From fibrosis to diagnosis: a paediatric case of microscopic polyangiitis and review of the literature
- Rheumatology International
Authors: Justyna Roszkiewicz, Elżbieta Smolewska
Publisher: Springer Berlin Heidelberg
We herein describe a case of a 6-year-old girl diagnosed with microscopic polyangiitis (MPA) after a long diagnostic process demanding the cooperation of paediatric respiratory medicine specialists, rheumatologists, nephrologists and radiologist. First symptoms of MPA were observed after Mycoplasma pneumoniae infection and included persistent crepitations at the basis of both lungs and mild haematuria. CT imaging showed features of lung fibrosis, renal biopsy was indicative of mesangial proliferative glomerulonephritis, in the skin biopsy features of microscopic polyangiitis were described. In the laboratory tests pANCA antibodies specific for myeloperoxidase (MPO) were present in high titer. MPA with initial features of lung fibrosis is an unusual presentation of this rare disease, usually observed in adult population.

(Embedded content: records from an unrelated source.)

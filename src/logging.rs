//! Logging setup for the relay binary.
//!
//! Console output always; a non-blocking file writer when a log directory is given.
//! The level comes from `RUST_LOG` and defaults to `info`.

use std::fs;
use std::io;
use std::path::Path;
use tracing_appender::non_blocking::WorkerGuard;
use tracing_subscriber::layer::SubscriberExt;
use tracing_subscriber::util::SubscriberInitExt;
use tracing_subscriber::EnvFilter;

pub const LOG_FILE: &str = "rtk-relay.log";

/// Keeps the file writer alive; dropping it flushes the log file.
pub struct LoggingGuard {
    _file_guard: Option<WorkerGuard>,
}

pub fn init_logging(log_dir: Option<&Path>) -> io::Result<LoggingGuard> {
    let env_filter = EnvFilter::try_from_default_env().unwrap_or_else(|_| EnvFilter::new("info"));

    let stdout_layer = tracing_subscriber::fmt::layer()
        .with_writer(io::stdout)
        .with_target(false);

    let (file_layer, file_guard) = match log_dir {
        Some(dir) => {
            fs::create_dir_all(dir)?;
            let appender = tracing_appender::rolling::daily(dir, LOG_FILE);
            let (writer, guard) = tracing_appender::non_blocking(appender);
            let layer = tracing_subscriber::fmt::layer()
                .with_writer(writer)
                .with_ansi(false);
            (Some(layer), Some(guard))
        }
        None => (None, None),
    };

    tracing_subscriber::registry()
        .with(env_filter)
        .with(stdout_layer)
        .with(file_layer)
        .try_init()
        .map_err(|e| io::Error::new(io::ErrorKind::Other, e))?;

    Ok(LoggingGuard {
        _file_guard: file_guard,
    })
}
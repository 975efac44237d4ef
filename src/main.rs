use std::path::PathBuf;
use std::process;
use std::time::Duration;
use clap::{Parser, Subcommand};
use tracing::{error, info};
use rtk_relay::config::{load_config, save_config, RelayConfig};
use rtk_relay::error::Result;
use rtk_relay::logging::init_logging;
use rtk_relay::relay::{ForwardMode, Relay};

const STATUS_INTERVAL: Duration = Duration::from_secs(5);

#[derive(Parser, Debug)]
#[command(
    name = "rtk-relay",
    version,
    about = "Relay NTRIP RTK corrections to a serial radio, with local base station fallback.",
    after_help = "If you have any questions, please reach out to: ghk40041@whu.edu.cn"
)]
struct Cli {
    #[command(subcommand)]
    command: Commands,
}

#[derive(Subcommand, Debug)]
enum Commands {
    /// Run the relay until Ctrl-C
    Run {
        /// Config File
        #[clap(short = 'c', long = "config", default_value = "rtk-relay.json")]
        config: PathBuf,

        /// Forward Mode
        #[clap(short = 'm', long = "mode", value_enum)]
        mode: Option<ForwardMode>,

        /// Serial Port to the Radio
        #[clap(short = 'd', long = "serial-port")]
        serial_port: Option<String>,

        /// Serial Baud Rate
        #[clap(short = 'b', long = "baud")]
        baud: Option<u32>,

        /// NTRIP Caster Host
        #[clap(short = 's', long = "host")]
        host: Option<String>,

        /// NTRIP Caster Port
        #[clap(short = 'p', long = "port")]
        port: Option<u16>,

        /// Mountpoint
        #[clap(short = 't', long = "mountpoint")]
        mountpoint: Option<String>,

        /// Username
        #[clap(short = 'u', long = "username")]
        username: Option<String>,

        /// Password
        #[clap(short = 'w', long = "password")]
        password: Option<String>,

        /// Latitude for GGA (deg)
        #[clap(long = "lat", allow_negative_numbers = true)]
        lat: Option<f64>,

        /// Longitude for GGA (deg)
        #[clap(long = "lon", allow_negative_numbers = true)]
        lon: Option<f64>,

        /// Ellipsoidal Height for GGA (m)
        #[clap(long = "alt", allow_negative_numbers = true)]
        alt: Option<f64>,

        /// Also Write Logs to This Directory
        #[clap(short = 'l', long = "log-dir")]
        log_dir: Option<PathBuf>,

        /// Persist the Merged Config
        #[clap(long = "save")]
        save: bool,
    },
    /// Write a default config file
    Init {
        /// Config File
        #[clap(short = 'c', long = "config", default_value = "rtk-relay.json")]
        config: PathBuf,
    },
}

struct Overrides {
    mode: Option<ForwardMode>,
    serial_port: Option<String>,
    baud: Option<u32>,
    host: Option<String>,
    port: Option<u16>,
    mountpoint: Option<String>,
    username: Option<String>,
    password: Option<String>,
    lat: Option<f64>,
    lon: Option<f64>,
    alt: Option<f64>,
}

impl Overrides {
    fn apply(self, cfg: &mut RelayConfig) {
        if let Some(v) = self.mode {
            cfg.mode = v;
        }
        if let Some(v) = self.serial_port {
            cfg.serial.port = v;
        }
        if let Some(v) = self.baud {
            cfg.serial.baudrate = v;
        }
        if let Some(v) = self.host {
            cfg.ntrip.host = v;
        }
        if let Some(v) = self.port {
            cfg.ntrip.port = v;
        }
        if let Some(v) = self.mountpoint {
            cfg.ntrip.mountpoint = v;
        }
        if let Some(v) = self.username {
            cfg.ntrip.username = v;
        }
        if let Some(v) = self.password {
            cfg.ntrip.password = v;
        }
        if let Some(v) = self.lat {
            cfg.position.lat = v;
        }
        if let Some(v) = self.lon {
            cfg.position.lon = v;
        }
        if let Some(v) = self.alt {
            cfg.position.alt = v;
        }
    }
}

async fn run(cfg: RelayConfig) -> Result<()> {
    let relay = Relay::start(&cfg)?;
    let mut ticker = tokio::time::interval(STATUS_INTERVAL);
    ticker.tick().await;
    loop {
        tokio::select! {
            _ = ticker.tick() => {
                info!("[{:?}] {}", relay.session_state(), relay.status());
            }
            res = tokio::signal::ctrl_c() => {
                if let Err(e) = res {
                    error!("failed to listen for Ctrl-C: {}", e);
                }
                info!("stopping");
                break;
            }
        }
    }
    relay.stop().await;
    Ok(())
}

#[tokio::main]
async fn main() {
    let args = Cli::parse();

    match args.command {
        Commands::Run {
            config,
            mode,
            serial_port,
            baud,
            host,
            port,
            mountpoint,
            username,
            password,
            lat,
            lon,
            alt,
            log_dir,
            save,
        } => {
            let _guard = match init_logging(log_dir.as_deref()) {
                Ok(g) => g,
                Err(e) => {
                    eprintln!("failed to initialise logging: {}", e);
                    process::exit(1);
                }
            };
            let mut cfg = match load_config(&config) {
                Ok(c) => c,
                Err(e) => {
                    error!("{}", e);
                    process::exit(1);
                }
            };
            let overrides = Overrides {
                mode,
                serial_port,
                baud,
                host,
                port,
                mountpoint,
                username,
                password,
                lat,
                lon,
                alt,
            };
            overrides.apply(&mut cfg);
            if save {
                if let Err(e) = save_config(&cfg, &config) {
                    error!("{}", e);
                    process::exit(1);
                }
            }
            if let Err(e) = run(cfg).await {
                error!("{}", e);
                process::exit(1);
            }
        }
        Commands::Init { config } => {
            let _guard = init_logging(None).ok();
            if let Err(e) = save_config(&RelayConfig::default(), &config) {
                error!("{}", e);
                process::exit(1);
            }
        }
    }
}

This unique case illustrates the diagnostic and therapeutic challenges in paediatric vasculitis patients with an unusual initial presentation in the form of interstitial lung disease. In the manuscript we also discuss the possible aetiology of lung fibrosis in microscopic polyangiitis MPA and provide the review of the current literature on the topic of childhood-onset MPA.